Don’t Let Cancer Define Who You Are.

I woke up from my first ever colonoscopy. My eyes and mind still a bit blurry, the GI doctor told me “We have to talk. We found something in your colon”. The next half hour, I sat in his office. He showed me, pictures at hand, the size, shape and location of the tumor they discovered. Still under the effects of the anesthesia, and because I’ve never been ill before, I didn’t know what make of it then. In the following weeks, I discovered that my life would not be the same anymore.

Going through cancer is a huge identity crisis. Your entire environment wants you to identify as a cancer patient. You are sick, you have a special condition and you need treatment. Your whole life shifts from one where you are in charge to one where the doctors and medical teams are in charge. Employer, insurance and all the paperwork remind you daily of your condition. Your family, friends and colleagues want to treat you differently. Some feeling sorry for you. Others avoiding you. All projecting their own fears onto you. And, the most impactful one, your physical appearance alters. You don’t recognize yourself in the mirror.

You have a choice to make.

Will you identify with your current circumstances? “I am a cancer patient”. “I have cancer”. “I am sick”. “There’s something ugly in me”. “There’s something wrong with me and/or my body”. When you identify with your current circumstances, you create what you currently have.

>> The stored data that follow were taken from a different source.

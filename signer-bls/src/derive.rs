// Copyright (C) 2025 Category Labs, Inc.
//
// This program is free software: you can redistribute it and/or modify
// it under the terms of the GNU General Public License as published by
// the Free Software Foundation, either version 3 of the License, or
// (at your option) any later version.
//
// This program is distributed in the hope that it will be useful,
// but WITHOUT ANY WARRANTY; without even the implied warranty of
// MERCHANTABILITY or FITNESS FOR A PARTICULAR PURPOSE.  See the
// GNU General Public License for more details.
//
// You should have received a copy of the GNU General Public License
// along with this program.  If not, see <http://www.gnu.org/licenses/>.

//! Key pair derivation.
//!
//! Both schemes are pure functions of their inputs.

use blst::min_pk::SecretKey;
use sha2::{Digest, Sha256};

use crate::{BlsError, BlsKeyPair, BlsSecretKey, SECRET_KEY_LENGTH};

/// BLS12-381 scalar field order `r`, big-endian.
const CURVE_ORDER: [u8; 32] = [
    0x73, 0xed, 0xa7, 0x53, 0x29, 0x9d, 0x7d, 0x48, 0x33, 0x39, 0xd8, 0x08, 0x09, 0xa1, 0xd8, 0x05,
    0x53, 0xbd, 0xa4, 0x02, 0xff, 0xfe, 0x5b, 0xfe, 0xff, 0xff, 0xff, 0xff, 0x00, 0x00, 0x00, 0x01,
];

/// EIP-2334 purpose level.
pub const PURPOSE: u32 = 12381;

/// EIP-2334 coin type for Ethereum.
pub const COIN_TYPE: u32 = 3600;

/// Deterministic interop key pair for `index`.
///
/// The secret key is `sha256(le_bytes32(index))`, read as a little-endian
/// integer and reduced mod `r`. Anyone can recompute these keys; they are
/// only meant for test networks.
pub fn deterministic_keypair(index: u64) -> Result<BlsKeyPair, BlsError> {
    let mut enc = [0u8; 32];
    enc[..8].copy_from_slice(&index.to_le_bytes());
    let digest: [u8; 32] = Sha256::digest(enc).into();

    let mut scalar = digest;
    scalar.reverse();
    reduce_mod_order(&mut scalar);

    BlsKeyPair::from_bytes(&scalar)
}

/// Reduce a big-endian 256-bit integer modulo [`CURVE_ORDER`] in place.
///
/// `2^256 < 3r`, so at most two subtractions are needed.
fn reduce_mod_order(value: &mut [u8; SECRET_KEY_LENGTH]) {
    while *value >= CURVE_ORDER {
        let mut borrow = 0u16;
        for i in (0..SECRET_KEY_LENGTH).rev() {
            let rhs = CURVE_ORDER[i] as u16 + borrow;
            let lhs = value[i] as u16;
            if lhs >= rhs {
                value[i] = (lhs - rhs) as u8;
                borrow = 0;
            } else {
                value[i] = (lhs + 256 - rhs) as u8;
                borrow = 1;
            }
        }
    }
}

/// EIP-2333 derivation of validator signing keys from a seed.
///
/// Holds the `m/12381/3600` node; each account then walks
/// `m/12381/3600/{account}/0/0`.
pub struct ValidatorKeyDeriver {
    coin_node: SecretKey,
}

impl ValidatorKeyDeriver {
    /// Build the tree from a seed of at least 32 bytes, e.g. a BIP-39 seed.
    pub fn from_seed(seed: &[u8]) -> Result<Self, BlsError> {
        let master = SecretKey::derive_master_eip2333(seed)?;
        let coin_node = master
            .derive_child_eip2333(PURPOSE)
            .derive_child_eip2333(COIN_TYPE);
        Ok(Self { coin_node })
    }

    /// Signing key of validator `account`.
    pub fn signing_keypair(&self, account: u32) -> BlsKeyPair {
        let sk = self
            .coin_node
            .derive_child_eip2333(account)
            .derive_child_eip2333(0)
            .derive_child_eip2333(0);
        BlsKeyPair::from_secret(BlsSecretKey::from_inner(sk))
    }

    pub fn signing_path(account: u32) -> String {
        format!("m/{}/{}/{}/0/0", PURPOSE, COIN_TYPE, account)
    }
}

#[cfg(test)]
mod tests {
    use super::*;

    fn secret_hex(kp: &BlsKeyPair) -> String {
        hex::encode(kp.secret().0.to_bytes())
    }

    #[test]
    fn test_deterministic_known_secrets() {
        let kp0 = deterministic_keypair(0).unwrap();
        let kp1 = deterministic_keypair(1).unwrap();

        assert_eq!(
            secret_hex(&kp0),
            "25295f0d1d592a90b333e26e85149708208e9f8e8bc18f6c77bd62f8ad7a6866"
        );
        assert_eq!(
            secret_hex(&kp1),
            "51d0b65185db6989ab0b560d6deed19c7ead0e24b9b6372cbecb1f26bdfad000"
        );
    }

    #[test]
    fn test_deterministic_known_pubkey() {
        let kp = deterministic_keypair(0).unwrap();
        assert_eq!(
            hex::encode(kp.pubkey().compress()),
            "a99a76ed7796f7be22d5b7e85deeb7c5677e88e511e0b337618f8c4eb61349b4bf2d153f649f7b53359fe8b94a38e44c"
        );
    }

    #[test]
    fn test_deterministic_is_reproducible() {
        for index in 0..4 {
            let a = deterministic_keypair(index).unwrap();
            let b = deterministic_keypair(index).unwrap();
            assert_eq!(a.pubkey(), b.pubkey());
        }
    }

    #[test]
    fn test_reduce_mod_order() {
        let mut below = CURVE_ORDER;
        below[31] = 0;
        let expected = below;
        reduce_mod_order(&mut below);
        assert_eq!(below, expected);

        let mut exact = CURVE_ORDER;
        reduce_mod_order(&mut exact);
        assert_eq!(exact, [0u8; 32]);

        let mut max = [0xffu8; 32];
        reduce_mod_order(&mut max);
        assert!(max < CURVE_ORDER);
    }

    #[test]
    fn test_eip2333_master_and_child() {
        // Test case 0 from EIP-2333.
        let seed = hex::decode(
            "c55257c360c07c72029aebc1b53c05ed0362ada38ead3e3e9efa3708e53495531f09a6987599d18264c1e1c92f2cf141630c7a3c4ab7c81b2f001698e7463b04",
        )
        .unwrap();

        let master = SecretKey::derive_master_eip2333(&seed).unwrap();
        assert_eq!(
            hex::encode(master.to_bytes()),
            "0d7359d57963ab8fbbde1852dcf553fedbc31f464d80ee7d40ae683122b45070"
        );
        assert_eq!(
            hex::encode(master.derive_child_eip2333(0).to_bytes()),
            "2d18bd6c14e6d15bf8b5085c9b74f3daae3b03cc2014770a599d8c1539e50f8e"
        );
    }

    #[test]
    fn test_short_seed_rejected() {
        assert!(ValidatorKeyDeriver::from_seed(&[7u8; 16]).is_err());
    }

    #[test]
    fn test_accounts_are_distinct() {
        let deriver = ValidatorKeyDeriver::from_seed(&[42u8; 64]).unwrap();

        let a = deriver.signing_keypair(0);
        let b = deriver.signing_keypair(1);
        assert_ne!(a.pubkey(), b.pubkey());
        assert_eq!(a.pubkey(), deriver.signing_keypair(0).pubkey());
    }

    #[test]
    fn test_signing_path() {
        assert_eq!(ValidatorKeyDeriver::signing_path(3), "m/12381/3600/3/0/0");
    }
}
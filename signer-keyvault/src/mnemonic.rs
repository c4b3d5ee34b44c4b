// Copyright (C) 2025 Category Labs, Inc.
//
// This program is free software: you can redistribute it and/or modify
// it under the terms of the GNU General Public License as published by
// the Free Software Foundation, either version 3 of the License, or
// (at your option) any later version.
//
// This program is distributed in the hope that it will be useful,
// but WITHOUT ANY WARRANTY; without even the implied warranty of
// MERCHANTABILITY or FITNESS FOR A PARTICULAR PURPOSE.  See the
// GNU General Public License for more details.
//
// You should have received a copy of the GNU General Public License
// along with this program.  If not, see <http://www.gnu.org/licenses/>.

//! Key store recovered from a BIP-39 mnemonic.
//!
//! Validator signing keys follow EIP-2333/EIP-2334: the BIP-39 seed of the
//! phrase and password is the tree root, and validator `i` signs with the key
//! at `m/12381/3600/i/0/0`.
//!
//! Accounts are recovered as a sequence from index 0. A store starting at
//! `start_index` still derives, and drops, every account below it.

use bip39::{Language, Mnemonic};
use eth2_signer_bls::derive::ValidatorKeyDeriver;
use eth2_signer_bls::{BlsPubKey, BlsSecretKey};
use tracing::{debug, info};

use crate::{KeyIndex, KeyStore, KeyVaultError};

#[derive(Debug)]
pub struct MnemonicKeyStore {
    index: KeyIndex,
}

impl MnemonicKeyStore {
    /// Recover accounts `start_index..start_index + num_keys`.
    ///
    /// The exported list starts at `start_index`.
    pub fn new(
        phrase: &str,
        password: &str,
        start_index: u32,
        num_keys: u32,
    ) -> Result<Self, KeyVaultError> {
        let end = start_index
            .checked_add(num_keys)
            .filter(|_| num_keys > 0)
            .ok_or(KeyVaultError::InvalidRange {
                start_index,
                num_keys,
            })?;

        info!("Generating keys from mnemonic");
        let mnemonic = Mnemonic::parse_in(Language::English, phrase.trim())?;
        let seed = mnemonic.to_seed(password);
        let deriver = ValidatorKeyDeriver::from_seed(&seed)
            .map_err(|source| KeyVaultError::Derivation { index: 0, source })?;

        let mut index = KeyIndex::with_capacity(u64::from(num_keys));
        for account in 0..end {
            let keypair = deriver.signing_keypair(account);
            if account < start_index {
                continue;
            }
            debug!(
                account,
                path = %ValidatorKeyDeriver::signing_path(account),
                pubkey = %keypair.pubkey(),
                "Key from mnemonic"
            );
            index.insert(u64::from(account), keypair)?;
        }

        info!(start_index, num_keys = index.len(), "Initialized mnemonic keyvault");
        Ok(Self { index })
    }
}

impl KeyStore for MnemonicKeyStore {
    fn get_secret_key(&self, pubkey: &BlsPubKey) -> Result<&BlsSecretKey, KeyVaultError> {
        self.index.get_secret_key(pubkey)
    }

    fn get_public_keys(&self) -> Result<&[BlsPubKey], KeyVaultError> {
        self.index.get_public_keys()
    }
}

Or will you decide to believe something different, even if you don’t see the evidence yet? “My body is perfect just as it is”. “This is part of my journey and it’s OK”. “I am becoming a stronger person going through this experience”. “Everything happens for me”. The more you identify with your beliefs, the more evidence you will find to confirm those beliefs.

For example, I chose to believe that my cancer was a blessing in disguise. And I found all the evidence to confirm that belief. My doctor’s recommendation to do a colonoscopy was a blessing (I had no symptoms at all to suggest I needed one). Being diagnosed while living in NYC was a blessing. Being treated in the best hospital in the world for cancer by the best doctors in the world was a blessing. Having my family’s, friends’ and colleagues’ support was blessing. Working in a great company like L’Oreal was a blessing. Taking the opportunity of the time-off to become a certified Life Coach was a blessing. Coaching clients going through cancer treatment is a blessing.

Some will argue that this is being in denial. When it comes to beliefs, we are all in denial, one way or the other.

Which beliefs make you feel better? Which beliefs serve you best to be able to show up every day as the person you want to be? What will you decide to make it mean?

Life is now; not next week, next month or next year. How do you want to show up now?

Choose consciously. Choose purposefully.